UK pig sector makes ‘significant changes’

New figures released through RUMA suggest the UK pig sector is making significant changes in how it stewards antibiotic use in at least one key area, with a halving in prescribed antibiotics administered in feed for young pigs.

National data collected from the UK’s major feed compounders indicate that at the beginning of 2014, 37% of all feed for young pigs contained a prescribed antibiotic; this had more than halved to 18% by the end of 2016. Two thirds of the reduction took place in 2016.

Paul Toplis from the Agriculture Industries Confederation said that the rate of reduction reflected work between vets and farmers to make courageous changes. “Reducing reliance on antibiotics to treat and prevent disease spread could pose significant welfare challenges if not done with the right levels of care and skill,” he said.

He added that some reductions appeared to have been made possible using zinc oxide, which when added to feed at medicinal levels can reduce the need for antibiotics in pigs by protecting the gut against E. coli bacteria.
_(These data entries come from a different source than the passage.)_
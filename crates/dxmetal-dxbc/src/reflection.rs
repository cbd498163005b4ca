//! The one-pass reflection aggregate used by the translation runtime.
//!
//! [`ShaderReflection::parse`] walks a complete shader container and pulls
//! out everything the runtime needs to bind and validate the shader:
//! resource definitions, input/output signatures, and the Metal backend
//! trailer. Parsing is all-or-nothing; a failure in any required chunk
//! fails the whole reflection.

use crate::container::DxbcFile;
use crate::error::DxbcError;
use crate::fourcc::FourCC;
use crate::mtlx::{parse_mtlx_chunk, MtlxChunk, MtlxStage, MTLX_FOURCC};
use crate::rdef::{parse_rdef_chunk, RdefChunk};
use crate::signature::{parse_signature_chunk_for_fourcc, SignatureChunk};

/// Reserved name prefix for resources the cross-compiler attaches to vertex
/// buffers rather than the regular argument table. Pipeline reflection
/// validation must not expect these in the source resource bindings.
pub const VERTEX_BUFFER_PREFIX: &str = "vertexBuffer.";

/// Complete reflection data for one shader blob.
///
/// Immutable after parsing. Collections preserve the record order of the
/// underlying chunks.
#[derive(Debug, Clone, PartialEq, Eq)]
pub struct ShaderReflection {
    /// Resource definitions (`RDEF`).
    pub rdef: RdefChunk,
    /// Input signature (`ISGN`/`ISG1`); empty for stages without one.
    pub input_signature: SignatureChunk,
    /// Output signature (`OSGN`/`OSG1`); empty for stages without one.
    pub output_signature: SignatureChunk,
    /// The Metal backend trailer.
    pub mtlx: MtlxChunk,
}

impl ShaderReflection {
    /// Parses a full shader container into its reflection aggregate.
    ///
    /// Required chunks: `RDEF` (or `RD11`) and `MTLX`. Missing signatures
    /// parse as empty, since not every stage has both.
    pub fn parse(bytes: &[u8]) -> Result<ShaderReflection, DxbcError> {
        let file = DxbcFile::parse(bytes)?;

        let rdef = get_rdef(&file).ok_or_else(|| {
            DxbcError::invalid_chunk("container has no RDEF or RD11 chunk")
        })??;

        let input_signature = match get_signature(&file, FourCC(*b"ISGN")) {
            Some(result) => result?,
            None => SignatureChunk {
                parameters: Vec::new(),
            },
        };
        let output_signature = match get_signature(&file, FourCC(*b"OSGN")) {
            Some(result) => result?,
            None => SignatureChunk {
                parameters: Vec::new(),
            },
        };

        let mtlx_chunk = file.get_chunk(MTLX_FOURCC).ok_or_else(|| {
            DxbcError::invalid_chunk("container has no MTLX backend trailer chunk")
        })?;
        let mtlx = parse_mtlx_chunk(mtlx_chunk.data)
            .map_err(|e| DxbcError::invalid_chunk(format!("MTLX chunk: {}", e.context())))?;

        Ok(ShaderReflection {
            rdef,
            input_signature,
            output_signature,
            mtlx,
        })
    }

    /// The stage recorded in the backend trailer.
    pub fn stage(&self) -> MtlxStage {
        self.mtlx.stage
    }
}

/// Returns and parses the first resource definition chunk, if any.
///
/// Most toolchains emit `RDEF`; some use `RD11`. Tries `RDEF` chunks in
/// file order first and falls back to `RD11`.
pub fn get_rdef(file: &DxbcFile<'_>) -> Option<Result<RdefChunk, DxbcError>> {
    let primary = first_parsing(file, FourCC(*b"RDEF"), parse_rdef_chunk);
    if matches!(primary, Some(Ok(_))) {
        return primary;
    }
    match first_parsing(file, FourCC(*b"RD11"), parse_rdef_chunk) {
        ok @ Some(Ok(_)) => ok,
        Some(Err(err)) if primary.is_none() => Some(Err(err)),
        _ => primary,
    }
}

/// Returns and parses the first signature chunk matching `kind`, accepting
/// the `*SG1` extended-layout spelling as a fallback (and vice versa).
pub fn get_signature(
    file: &DxbcFile<'_>,
    kind: FourCC,
) -> Option<Result<SignatureChunk, DxbcError>> {
    let fallback = match kind.0 {
        [b'I', b'S', b'G', b'N'] => Some(FourCC(*b"ISG1")),
        [b'O', b'S', b'G', b'N'] => Some(FourCC(*b"OSG1")),
        [b'I', b'S', b'G', b'1'] => Some(FourCC(*b"ISGN")),
        [b'O', b'S', b'G', b'1'] => Some(FourCC(*b"OSGN")),
        _ => None,
    };

    let parse = |fourcc: FourCC, data: &[u8]| parse_signature_chunk_for_fourcc(fourcc, data);

    let primary = first_parsing_with_fourcc(file, kind, parse);
    if matches!(primary, Some(Ok(_))) {
        return primary;
    }
    let fallback = fallback?;
    match first_parsing_with_fourcc(file, fallback, parse) {
        ok @ Some(Ok(_)) => ok,
        Some(Err(err)) if primary.is_none() => Some(Err(err)),
        _ => primary,
    }
}

/// Parses chunks matching `kind` in file order, returning the first success
/// or the first error if none parse. `None` means no chunk matched.
fn first_parsing<T>(
    file: &DxbcFile<'_>,
    kind: FourCC,
    parse: impl Fn(&[u8]) -> Result<T, DxbcError>,
) -> Option<Result<T, DxbcError>> {
    first_parsing_with_fourcc(file, kind, |_, data| parse(data))
}

fn first_parsing_with_fourcc<T>(
    file: &DxbcFile<'_>,
    kind: FourCC,
    parse: impl Fn(FourCC, &[u8]) -> Result<T, DxbcError>,
) -> Option<Result<T, DxbcError>> {
    let mut first_err = None;
    for chunk in file.chunks().filter(|c| c.fourcc == kind) {
        match parse(chunk.fourcc, chunk.data)
            .map_err(|e| DxbcError::invalid_chunk(format!("{} chunk: {}", chunk.fourcc, e.context())))
        {
            Ok(parsed) => return Some(Ok(parsed)),
            Err(err) => {
                if first_err.is_none() {
                    first_err = Some(err);
                }
            }
        }
    }
    first_err.map(Err)
}
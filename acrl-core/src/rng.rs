// Every source of randomness the harness controls (env reset seeds, action noise, minibatch
// shuffling, random test actions) draws from this generator, so `seed` makes runs repeatable.

use rand::{Rng, SeedableRng, rngs::StdRng};
use std::cell::RefCell;

thread_local! {
    pub static RNG: RefCell<StdRng> = RefCell::new(StdRng::seed_from_u64(0));
}

pub fn seed(seed: u64) {
    RNG.with_borrow_mut(|rng| *rng = StdRng::seed_from_u64(seed));
}

pub fn next_seed() -> u64 {
    RNG.with_borrow_mut(|rng| rng.random::<u64>())
}

#[cfg(test)]
mod tests {
    use super::*;

    #[test]
    fn reseeding_repeats_the_sequence() {
        seed(7);
        let first = (next_seed(), next_seed());
        seed(7);
        let second = (next_seed(), next_seed());
        assert_eq!(first, second);
    }
}
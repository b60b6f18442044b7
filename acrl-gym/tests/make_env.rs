use acrl_core::{benchmark::Benchmark, env::Env, error::EnvError};
use acrl_gym::{EnvKind, builtin_envs, make_env};
use anyhow::Result;

#[test]
fn builtin_envs_resolve_for_their_benchmark() -> Result<()> {
    for benchmark in [Benchmark::Gym, Benchmark::DmControl] {
        for name in builtin_envs(benchmark) {
            let env = make_env(benchmark, name, false, 0)?;
            assert_eq!(env.benchmark(), benchmark);
        }
    }
    Ok(())
}

#[test]
fn pendulum_description() -> Result<()> {
    let env = make_env(Benchmark::Gym, "Pendulum-v1", false, 0)?;
    assert!(matches!(env, EnvKind::Pendulum(_)));
    let description = env.env_description();
    assert_eq!(description.observation_size(), 3);
    assert_eq!(description.action_size(), 1);
    Ok(())
}

#[test]
fn point_mass_state_dim_sums_observation_specs() -> Result<()> {
    let mut env = make_env(Benchmark::DmControl, "point_mass-easy", false, 4)?;
    assert_eq!(env.env_description().observation_size(), 4);
    assert_eq!(env.env_description().action_size(), 2);
    let state = env.reset(0)?;
    assert_eq!(state.dims(), &[4]);
    Ok(())
}

#[cfg(not(feature = "python"))]
#[test]
fn unknown_names_list_the_builtins() {
    let err = match make_env(Benchmark::Gym, "CartPole-v1", false, 0) {
        Ok(_) => panic!("CartPole-v1 is not built in"),
        Err(err) => err,
    };
    match err.downcast_ref::<EnvError>() {
        Some(EnvError::UnknownEnv { available, .. }) => {
            assert_eq!(available, &vec!["Pendulum-v1".to_string()])
        }
        other => panic!("unexpected error {other:?}"),
    }
}

#[cfg(not(feature = "python"))]
#[test]
fn names_do_not_cross_benchmarks() {
    assert!(make_env(Benchmark::DmControl, "Pendulum-v1", false, 0).is_err());
    assert!(make_env(Benchmark::Gym, "point_mass-easy", false, 0).is_err());
}
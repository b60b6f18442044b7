use candle_core::Tensor;
use derive_more::{Deref, DerefMut, Display};

#[derive(Deref, DerefMut, Debug, Display)]
pub struct Logp(pub Tensor);

#[derive(Deref, DerefMut, Debug, Display)]
pub struct ValuesPred(pub Tensor);

#[derive(Deref, DerefMut, Debug, Display)]
pub struct PolicyLoss(pub Tensor);

#[derive(Deref, DerefMut, Debug, Display)]
pub struct ValueLoss(pub Tensor);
Georgina Crayford of the National Pig Association said its NPA Antibiotic Stewardship Programme, launched last year, had helped drive behaviour change.

“Among the programme’s recommendations are the capture of usage data on pig units, benchmarking use against similar farms, and supporting strict limits on the use of critically important antibiotics,” she said. “We look forward to seeing the wider effects on use as data trends from the AHDB’s e-Medicine Book, also launched last year, start to come through later in 2017.”

John FitzGerald from RUMA, the independent agricultural and food industry alliance which promotes responsible use of medicines in farm animals, said the results indicated a wider industry commitment to reductions.

He said: “These data show there is a clear drive to use antibiotics more responsibly and to work alongside the human medical community in reducing, refining and replacing use of antibiotics globally – as well as building on the successful 10% reduction in UK farm animal use in 2015.”